Wednesday, May 28, 2008

Crisis of faith

Today was one of those days.

We got a new short update on Little E and it wasn't great, but did hold some promise.  
Then we were asked... because it's protocol... due to the 'unknowns' and new developments in his health...did we still want to proceed with his adoption?

Well to be honest at that point I had had some very real fears but the thought of disrupting hadn't really occurred to me.  I called D and told him what the update was and then asked him what he thought about proceeding.  We had some pretty serious discussion.  I mean it's a valid question, we already had some unknown's and now there were more.  Several complications from his recent illness could cause long term issues.  

I took a moment of quiet prayer... and felt like I heard God saying to me "Trust ME... you have trusted me this far... TRUST me!"  I asked a few friends for prayer.  But it didn't really take long.

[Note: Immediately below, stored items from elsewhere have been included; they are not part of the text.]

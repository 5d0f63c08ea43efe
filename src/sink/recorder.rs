//! FLV recorder
//!
//! Files are laid out per stream:
//!
//! ```text
//! <root>/<vhost>/<app>/<stream>/<stream>.flv            first file
//! <root>/<vhost>/<app>/<stream>/<stream>-00001.flv      every later file
//! <root>/<vhost>/<app>/<stream>/<stream>-00000.flv      first segment, when segmented
//! ```
//!
//! When the stream has video, a file only starts at a key frame, and a new
//! segment is cut at the first key frame after `segment_duration`. The FLV
//! header and sequence headers describe the tracks known when a file is
//! opened, so declaring a new or changed track closes the current file.

use std::collections::BTreeMap;
use std::fs::{self, File};
use std::io::{BufWriter, Write};
use std::path::{Path, PathBuf};
use std::time::Duration;

use parking_lot::Mutex;

use crate::media::flv::{self, FlvTag};
use crate::media::{Frame, FramePtr, SourceKey, Track, TrackType};
use crate::stats::SinkStats;

use super::{FrameWriter, SinkError};

/// Recorder configuration
#[derive(Debug, Clone)]
pub struct RecordConfig {
    /// Directory recordings are written under
    pub root: PathBuf,

    /// Record FLV files
    ///
    /// FLV is the only recorded container; `segment_duration` gives the
    /// segmented output other live recorders produce as HLS.
    pub enable_flv: bool,

    /// Cut a new file after this much media time, `None` for one file
    pub segment_duration: Option<Duration>,
}

impl Default for RecordConfig {
    fn default() -> Self {
        Self {
            root: PathBuf::from("./record"),
            enable_flv: false,
            segment_duration: None,
        }
    }
}

impl RecordConfig {
    pub fn new(root: impl Into<PathBuf>) -> Self {
        Self {
            root: root.into(),
            ..Default::default()
        }
    }

    /// Enable or disable FLV recording
    pub fn enable_flv(mut self, enabled: bool) -> Self {
        self.enable_flv = enabled;
        self
    }

    /// Set segment length
    pub fn segment_duration(mut self, duration: Duration) -> Self {
        self.segment_duration = Some(duration);
        self
    }
}

/// An open output file
struct FlvFile {
    writer: BufWriter<File>,
    path: PathBuf,
    /// Timestamp of the first frame, written as 0
    base_timestamp: u32,
    tags: u64,
}

impl FlvFile {
    fn create(path: PathBuf, tracks: &BTreeMap<TrackType, Track>, base_timestamp: u32) -> std::io::Result<Self> {
        let mut writer = BufWriter::new(File::create(&path)?);
        flv::write_file_header(
            &mut writer,
            tracks.contains_key(&TrackType::Video),
            tracks.contains_key(&TrackType::Audio),
        )?;

        let mut tags = 0;
        for track in tracks.values() {
            if let Some(header) = flv::sequence_header(track) {
                flv::write_tag(&mut writer, &header)?;
                tags += 1;
            }
        }

        Ok(Self {
            writer,
            path,
            base_timestamp,
            tags,
        })
    }

    fn elapsed(&self, timestamp: u32) -> Duration {
        Duration::from_millis(timestamp.saturating_sub(self.base_timestamp) as u64)
    }

    fn write_frame(&mut self, frame: &Frame, body: bytes::Bytes) -> std::io::Result<()> {
        let timestamp = frame.dts.saturating_sub(self.base_timestamp);
        let tag = match frame.track_type {
            TrackType::Video => FlvTag::video(timestamp, body),
            TrackType::Audio => FlvTag::audio(timestamp, body),
        };
        flv::write_tag(&mut self.writer, &tag)?;
        self.tags += 1;
        Ok(())
    }

    fn finish(mut self) -> std::io::Result<PathBuf> {
        self.writer.flush()?;
        tracing::info!(path = %self.path.display(), tags = self.tags, "Recording file closed");
        Ok(self.path)
    }
}

struct RecorderState {
    tracks: BTreeMap<TrackType, Track>,
    file: Option<FlvFile>,
    segment: u32,
    finished: Vec<PathBuf>,
}

/// Records the frame stream to FLV files
///
/// With FLV disabled the recorder still validates track declarations but
/// writes nothing.
pub struct MediaRecorder {
    key: SourceKey,
    config: RecordConfig,
    dir: PathBuf,
    state: Mutex<RecorderState>,
    stats: SinkStats,
}

impl MediaRecorder {
    /// Create a recorder, creating the output directory if recording is on
    pub fn new(key: SourceKey, config: RecordConfig) -> Result<Self, SinkError> {
        let dir = config.root.join(&key.vhost).join(&key.app).join(&key.stream);
        if config.enable_flv {
            fs::create_dir_all(&dir)?;
        }

        Ok(Self {
            key,
            config,
            dir,
            state: Mutex::new(RecorderState {
                tracks: BTreeMap::new(),
                file: None,
                segment: 0,
                finished: Vec::new(),
            }),
            stats: SinkStats::new(),
        })
    }

    pub fn key(&self) -> &SourceKey {
        &self.key
    }

    pub fn config(&self) -> &RecordConfig {
        &self.config
    }

    /// Directory this stream is recorded into
    pub fn dir(&self) -> &Path {
        &self.dir
    }

    /// Whether anything is written at all
    pub fn is_recording(&self) -> bool {
        self.config.enable_flv
    }

    /// Track types declared so far
    pub fn track_types(&self) -> Vec<TrackType> {
        self.state.lock().tracks.keys().copied().collect()
    }

    /// Path of the file being written
    pub fn current_file(&self) -> Option<PathBuf> {
        self.state.lock().file.as_ref().map(|f| f.path.clone())
    }

    /// Files that have been completed
    pub fn finished_files(&self) -> Vec<PathBuf> {
        self.state.lock().finished.clone()
    }

    pub fn stats(&self) -> &SinkStats {
        &self.stats
    }

    /// Flush and close the current file
    pub fn close(&self) -> Result<(), SinkError> {
        let mut state = self.state.lock();
        if let Some(file) = state.file.take() {
            let path = file.finish()?;
            state.finished.push(path);
        }
        Ok(())
    }

    fn segment_path(&self, index: u32) -> PathBuf {
        let name = if self.config.segment_duration.is_some() || index > 0 {
            format!("{}-{:05}.flv", self.key.stream, index)
        } else {
            format!("{}.flv", self.key.stream)
        };
        self.dir.join(name)
    }

    fn record(&self, state: &mut RecorderState, frame: &Frame) -> Result<(), SinkError> {
        // In-band parameter sets are already in the sequence headers
        if !self.config.enable_flv || frame.config_frame {
            return Ok(());
        }

        let body = flv::frame_tag_body(frame).ok_or(SinkError::UnsupportedCodec(frame.codec))?;
        let has_video = state.tracks.contains_key(&TrackType::Video);
        let video_key = frame.track_type == TrackType::Video && frame.key_frame;

        let rotate = match (&state.file, self.config.segment_duration) {
            (Some(file), Some(segment)) => video_key && file.elapsed(frame.dts) >= segment,
            _ => false,
        };
        if rotate {
            if let Some(file) = state.file.take() {
                let path = file.finish()?;
                state.finished.push(path);
            }
        }

        if state.file.is_none() {
            if has_video && !video_key {
                // Wait for a key frame to start the file
                return Ok(());
            }
            let path = self.segment_path(state.segment);
            let file = FlvFile::create(path, &state.tracks, frame.dts)?;
            state.segment += 1;
            tracing::info!(stream = %self.key, path = %file.path.display(), "Recording file opened");
            state.file = Some(file);
        }

        if let Some(file) = state.file.as_mut() {
            file.write_frame(frame, body)?;
        }
        Ok(())
    }
}

impl FrameWriter for MediaRecorder {
    fn add_track(&self, track: &Track) -> Result<(), SinkError> {
        if self.config.enable_flv {
            let codec_id = match track.track_type {
                TrackType::Video => flv::video_codec_id(track.codec),
                TrackType::Audio => flv::audio_sound_format(track.codec),
            };
            if codec_id.is_none() {
                return Err(SinkError::UnsupportedCodec(track.codec));
            }
        }

        let mut state = self.state.lock();
        let changed = state
            .tracks
            .get(&track.track_type)
            .map_or(true, |known| known.codec != track.codec || known.config != track.config);
        state.tracks.insert(track.track_type, track.clone());
        tracing::debug!(stream = %self.key, track = %track.track_type, "Recorder track added");

        if changed {
            if let Some(file) = state.file.take() {
                tracing::info!(stream = %self.key, track = %track.track_type, "Track set changed, closing file");
                let path = file.finish()?;
                state.finished.push(path);
            }
        }
        Ok(())
    }

    fn input_frame(&self, frame: &FramePtr) -> Result<(), SinkError> {
        let mut state = self.state.lock();
        if !state.tracks.contains_key(&frame.track_type) {
            self.stats.record_rejected();
            return Err(SinkError::UnknownTrack(frame.track_type));
        }

        match self.record(&mut state, frame) {
            Ok(()) => {
                self.stats.record_frame(frame.size());
                Ok(())
            }
            Err(e) => {
                self.stats.record_rejected();
                Err(e)
            }
        }
    }
}

impl Drop for MediaRecorder {
    fn drop(&mut self) {
        if let Some(file) = self.state.get_mut().file.take() {
            if let Err(e) = file.finish() {
                tracing::warn!(stream = %self.key, error = %e, "Failed to close recording");
            }
        }
    }
}
//! Fan-out muxer
//!
//! The muxer is what a producer writes a stream into. It owns one sink per
//! enabled output and is the aggregate reader counter of its protocol
//! sources, so idle detection considers readers on every protocol:
//!
//! ```text
//!                       Arc<FanoutMuxer>
//!                 ┌──────────────────────────┐
//!   add_track ──► │ rtsp:     Option<Sink>   │ ──► RTSP MediaSource ─┐
//!   input_frame   │ rtmp:     Option<Sink>   │ ──► RTMP MediaSource ─┤
//!                 │ recorder: MediaRecorder  │ ──► FLV files         │
//!                 └────────────▲─────────────┘                       │
//!                              │  Weak<dyn ReaderCounter>            │
//!                              └─────────────────────────────────────┘
//! ```

pub mod config;
pub mod error;
pub mod fanout;

pub use config::MuxerConfig;
pub use error::MuxerError;
pub use fanout::FanoutMuxer;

I kind of had this moment of DUH!  although duh isn't really strong enough of an emotion (is Duh even an emotion?).  
I thought to myself, this is my son!  MY son.  What am I thinking?  How do I tell him no now? God brought him through his illness, I believe for a reason... and I do NOT believe it was so that he could wait to possibly die without a family!  I honestly could not even fathom the guilt and pain I would carry the rest of my life if I left him there.  I would be leaving my child.  This little boy whom we pray for by name every night.  We pray that God would encamp angels around him and lift him up and tell him that mommy and daddy are coming.  How do we just say no to him?  We don't.  It's as simple as that.  We don't.  God set this in motion.  He placed this child in our path and He brought him back from deaths door.  

I called D again told him my thoughts ... and he said... ok, it's not an issue, we will trust God and bring him home as planned.  

Now it may not be an easy road.  In fact it could be pretty hard, but we won't be alone.  We will have God with us.  And the support of some pretty amazing friends.

D did say to me that God would give us confirmation.  Well guess what?!  He did!!!  In the form of email.  Well several, but some from friends that lifted us in prayer and support.  But then one from KLove's Pastor Jeff.  He said that they had prayed for us today and sent scripture along to strengthen us.  One of the scripture's was Isaiah 43.  I honestly felt like God had just emailed me with the confirmation we needed.  

Crisis over... we choose to trust God!




1 comment:

Leslie said...

Praying for God to heal your little boy and to give you and your family light and hope for each step of this journey.